▶ [EXERCISE PROMPT]:
Repeat exactly, and only, the lines of the entries below from the one with "self.diagnostics.push(error);" through the one with "let Some(condition) = pending.condition", both ends included.

▶ [DATA SUPPLIED]:
+-------+
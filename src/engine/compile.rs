//! Rule source compilation.
//!
//! Turns rule text into a `RuleChain`. Compilation never fails as a whole:
//! every problem is tied to one rule, that rule is dropped, and a
//! `CompileError` naming the source line is returned beside the chain.
//!
//! ## Line grammar
//!
//! ```text
//! # comment
//! rule <id> [description]          starts a labelled rule
//! [not|!] match <regex> [then ..]  starts a rule (or completes a `rule` header)
//! [not|!] contains <literal>
//! then <keyword> <params> [then ..]
//! ignore|require permission <perm>
//! ignore|require string <regex>
//! events <listener>[,<listener>..]
//! ```
//!
//! A rule runs from its header or condition line until the next header or
//! condition line. `then` may appear inline or on its own line.
//!
//! ## Invariants
//!
//! - Rules keep their source order.
//! - After the first error in a rule the rest of that rule is consumed
//!   silently, so one mistake yields one diagnostic.

use super::chain::{Rule, RuleChain};
use super::condition::{Condition, Guard, RuleLabel};
use crate::action::{Action, ActionRegistry, LoadEnv};
use crate::error::CompileError;

/// A compiled chain plus the per-rule problems found on the way.
#[derive(Debug)]
pub struct Compiled {
    pub chain: RuleChain,
    pub diagnostics: Vec<CompileError>,
}

pub(crate) fn compile(name: &str, source: &str, registry: &ActionRegistry, env: &LoadEnv) -> Compiled {
    let mut compiler = Compiler { registry, env, rules: Vec::new(), diagnostics: Vec::new(), pending: None };
    for (index, line) in source.lines().enumerate() {
        compiler.line(index + 1, line);
    }
    compiler.flush();

    for diagnostic in &compiler.diagnostics {
        tracing::warn!(chain = name, "{diagnostic}");
    }
    tracing::debug!(chain = name, rules = compiler.rules.len(), dropped = compiler.diagnostics.len(), "compiled chain");

    Compiled { chain: RuleChain::new(name, compiler.rules), diagnostics: compiler.diagnostics }
}

// --- Compiler state ------------------------------------------------------------

#[derive(Debug)]
struct Pending {
    line: usize,
    label: Option<RuleLabel>,
    condition: Option<Condition>,
    guards: Vec<Guard>,
    actions: Vec<Action>,
    poisoned: bool,
    /// Set by a `rule` header until the next condition line claims it.
    awaiting_condition: bool,
}

impl Pending {
    fn new(line: usize) -> Self {
        Pending {
            line,
            label: None,
            condition: None,
            guards: Vec::new(),
            actions: Vec::new(),
            poisoned: false,
            awaiting_condition: false,
        }
    }
}

struct Compiler<'a> {
    registry: &'a ActionRegistry,
    env: &'a LoadEnv,
    rules: Vec<Rule>,
    diagnostics: Vec<CompileError>,
    pending: Option<Pending>,
}

impl Compiler<'_> {
    fn line(&mut self, no: usize, text: &str) {
        let text = text.trim();
        if text.is_empty() || text.starts_with('#') {
            return;
        }
        let (word, rest) = split_first_word(text);
        match word.to_ascii_lowercase().as_str() {
            "rule" => self.header(no, rest),
            "then" => self.then_line(no, rest),
            "ignore" => self.guard(no, "ignore", Guard::parse_filter(false, rest)),
            "require" => self.guard(no, "require", Guard::parse_filter(true, rest)),
            "events" => self.guard(no, "events", Guard::parse_events(rest)),
            _ => self.condition_line(no, text),
        }
    }

    fn header(&mut self, no: usize, rest: &str) {
        self.flush();
        let (id, description) = split_first_word(rest);
        let mut pending = Pending::new(no);
        pending.awaiting_condition = true;
        if id.is_empty() {
            pending.poisoned = true;
            self.diagnostics.push(CompileError::InvalidDirective {
                line: no,
                directive: "rule".into(),
                message: "missing rule id".into(),
            });
        } else {
            pending.label = Some(RuleLabel { id: id.to_string(), description: description.to_string() });
        }
        self.pending = Some(pending);
    }

    fn condition_line(&mut self, no: usize, text: &str) {
        let mut segments = split_then(text).into_iter();
        let expression = segments.next().unwrap_or_default();

        let completes_header = matches!(&self.pending, Some(p) if p.awaiting_condition);
        if completes_header {
            if let Some(header) = self.pending.as_mut() {
                header.awaiting_condition = false;
            }
        } else {
            self.flush();
            self.pending = Some(Pending::new(no));
        }

        match Condition::parse(expression) {
            Ok(condition) => {
                if let Some(pending) = self.pending.as_mut() {
                    pending.condition = Some(condition);
                }
            }
            Err(message) => {
                self.fail(CompileError::InvalidCondition { line: no, expression: expression.to_string(), message })
            }
        }
        for segment in segments {
            self.action(no, segment);
        }
    }

    fn then_line(&mut self, no: usize, rest: &str) {
        if self.pending.is_none() {
            self.diagnostics.push(CompileError::Orphan { line: no, directive: "then".into() });
            return;
        }
        for segment in split_then(rest) {
            self.action(no, segment);
        }
    }

    fn action(&mut self, no: usize, segment: &str) {
        if self.pending.as_ref().is_none_or(|p| p.poisoned) {
            return;
        }
        if segment.is_empty() {
            self.fail(CompileError::InvalidDirective {
                line: no,
                directive: "then".into(),
                message: "missing action keyword".into(),
            });
            return;
        }
        match self.registry.construct_line(segment, self.env) {
            Ok(action) => {
                if let Some(pending) = self.pending.as_mut() {
                    pending.actions.push(action);
                }
            }
            Err(error) => self.fail(CompileError::Action { line: no, error }),
        }
    }

    fn guard(&mut self, no: usize, directive: &str, parsed: Result<Guard, String>) {
        let Some(pending) = self.pending.as_mut() else {
            self.diagnostics.push(CompileError::Orphan { line: no, directive: directive.to_string() });
            return;
        };
        if pending.poisoned {
            return;
        }
        match parsed {
            Ok(guard) => pending.guards.push(guard),
            Err(message) => {
                self.fail(CompileError::InvalidDirective { line: no, directive: directive.to_string(), message })
            }
        }
    }

    fn fail(&mut self, error: CompileError) {
        self.diagnostics.push(error);
        if let Some(pending) = self.pending.as_mut() {
            pending.poisoned = true;
        }
    }

    fn flush(&mut self) {
        let Some(pending) = self.pending.take() else { return };
        if pending.poisoned {
            return;
        }
        let Some(condition) = pending.condition else {
            self.diagnostics.push(CompileError::InvalidDirective {
                line: pending.line,
                directive: "rule".into(),
                message: "no condition follows the rule header".into(),
            });
            return;
        };
        let mut rule = Rule::new(condition, pending.actions, pending.line).with_guards(pending.guards);
        if let Some(label) = pending.label {
            rule = rule.with_label(label);
        }
        self.rules.push(rule);
    }
}

// --- Tokenizing helpers --------------------------------------------------------

/// Split on whitespace-bounded `then` (any case) outside double quotes.
pub(crate) fn split_then(line: &str) -> Vec<&str> {
    let bytes = line.as_bytes();
    let mut parts = Vec::new();
    let mut start = 0;
    let mut in_quotes = false;
    let mut i = 0;
    while i < bytes.len() {
        match bytes[i] {
            b'\\' if in_quotes => {
                i += 2;
                continue;
            }
            b'"' => in_quotes = !in_quotes,
            b't' | b'T' if !in_quotes && then_at(bytes, i) => {
                parts.push(line[start..i].trim());
                i += 4;
                start = i;
                continue;
            }
            _ => {}
        }
        i += 1;
    }
    parts.push(line[start..].trim());
    parts
}

fn then_at(bytes: &[u8], i: usize) -> bool {
    let bounded_before = i == 0 || bytes[i - 1].is_ascii_whitespace();
    let bounded_after = bytes.get(i + 4).is_none_or(|b| b.is_ascii_whitespace());
    bounded_before && bounded_after && bytes.get(i..i + 4).is_some_and(|w| w.eq_ignore_ascii_case(b"then"))
}

/// Strip one pair of surrounding double quotes, unescaping `\"` inside.
/// Unquoted input is only trimmed.
pub(crate) fn unquote(raw: &str) -> String {
    let raw = raw.trim();
    match raw.strip_prefix('"').and_then(|s| s.strip_suffix('"')) {
        Some(inner) => inner.replace("\\\"", "\""),
        None => raw.to_string(),
    }
}

/// `("keyword", "rest of line")`, both trimmed.
pub(crate) fn split_first_word(text: &str) -> (&str, &str) {
    let text = text.trim();
    match text.find(char::is_whitespace) {
        Some(at) => (&text[..at], text[at..].trim_start()),
        None => (text, ""),
    }
}

#[cfg(test)]
mod tests {
    use super::*;

    fn compile_default(source: &str) -> Compiled {
        compile("test", source, &ActionRegistry::with_builtins(), &LoadEnv::default())
    }

    #[test]
    fn then_split_respects_quotes_and_word_bounds() {
        assert_eq!(split_then("match x then deny THEN log"), ["match x", "deny", "log"]);
        assert_eq!(split_then("match authentic then rewrite \"and then some\""), [
            "match authentic",
            "rewrite \"and then some\""
        ]);
        assert_eq!(split_then("contains thence"), ["contains thence"]);
    }

    #[test]
    fn unquote_keeps_interior_whitespace() {
        assert_eq!(unquote("  \"/msg \"  "), "/msg ");
        assert_eq!(unquote("\"say \\\"hi\\\"\""), "say \"hi\"");
        assert_eq!(unquote("plain words "), "plain words");
        assert_eq!(unquote("\""), "\"");
    }

    #[test]
    fn block_and_inline_forms_agree() {
        let compiled = compile_default(
            "# inline\n\
             match foo then deny then log\n\
             \n\
             rule R2 Block form\n\
             contains bar\n\
             ignore permission chatsieve.trusted\n\
             events chat\n\
             then deny\n\
             then log \"blocked %string%\"\n",
        );
        assert!(compiled.diagnostics.is_empty(), "{:?}", compiled.diagnostics);
        let rules = compiled.chain.rules();
        assert_eq!(rules.len(), 2);
        assert_eq!(rules[0].source_line(), 2);
        assert_eq!(rules[0].actions().len(), 2);
        assert_eq!(rules[1].id(), Some("R2"));
        assert_eq!(rules[1].label().map(|l| l.description.as_str()), Some("Block form"));
        assert_eq!(rules[1].guards().len(), 2);
        assert_eq!(rules[1].actions().len(), 2);
    }

    #[test]
    fn one_bad_rule_does_not_sink_the_chain() {
        let compiled = compile_default(
            "match ok then deny\n\
             match (broken then deny\n\
             then log never parsed\n\
             match also-ok then log\n",
        );
        assert_eq!(compiled.chain.rule_count(), 2);
        assert_eq!(compiled.diagnostics.len(), 1);
        assert!(matches!(compiled.diagnostics[0], CompileError::InvalidCondition { line: 2, .. }));
    }

    #[test]
    fn broken_condition_does_not_swallow_the_next_rule() {
        let compiled = compile_default(
            "match (broken then deny\n\
             match darn then rewrite heck\n\
             rule R3 after\n\
             match [oops\n\
             contains fine then log\n",
        );
        let lines: Vec<usize> = compiled.chain.rules().iter().map(Rule::source_line).collect();
        assert_eq!(lines, [2, 5]);
        assert_eq!(compiled.diagnostics.len(), 2);
        assert!(matches!(compiled.diagnostics[0], CompileError::InvalidCondition { line: 1, .. }));
        assert!(matches!(compiled.diagnostics[1], CompileError::InvalidCondition { line: 4, .. }));
        assert_eq!(compiled.chain.rules()[1].id(), None);
    }

    #[test]
    fn directives_without_a_rule_are_orphans() {
        let compiled = compile_default("then deny\nignore permission x\n");
        assert_eq!(compiled.chain.rule_count(), 0);
        assert_eq!(compiled.diagnostics, vec![
            CompileError::Orphan { line: 1, directive: "then".into() },
            CompileError::Orphan { line: 2, directive: "ignore".into() },
        ]);
    }

    #[test]
    fn header_without_condition_is_reported() {
        let compiled = compile_default("rule R1 lonely\nrule\nmatch x\n");
        assert_eq!(compiled.chain.rule_count(), 0);
        let lines: Vec<usize> = compiled.diagnostics.iter().map(CompileError::line).collect();
        assert_eq!(lines, [1, 2]);
    }
}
+-------+
▶ [ANSWER BOX]:
        self.diagnostics.push(error);
        if let Some(pending) = self.pending.as_mut() {
            pending.poisoned = true;
        }
    }

    fn flush(&mut self) {
        let Some(pending) = self.pending.take() else { return };
        if pending.poisoned {
            return;
        }
        let Some(condition) = pending.condition else {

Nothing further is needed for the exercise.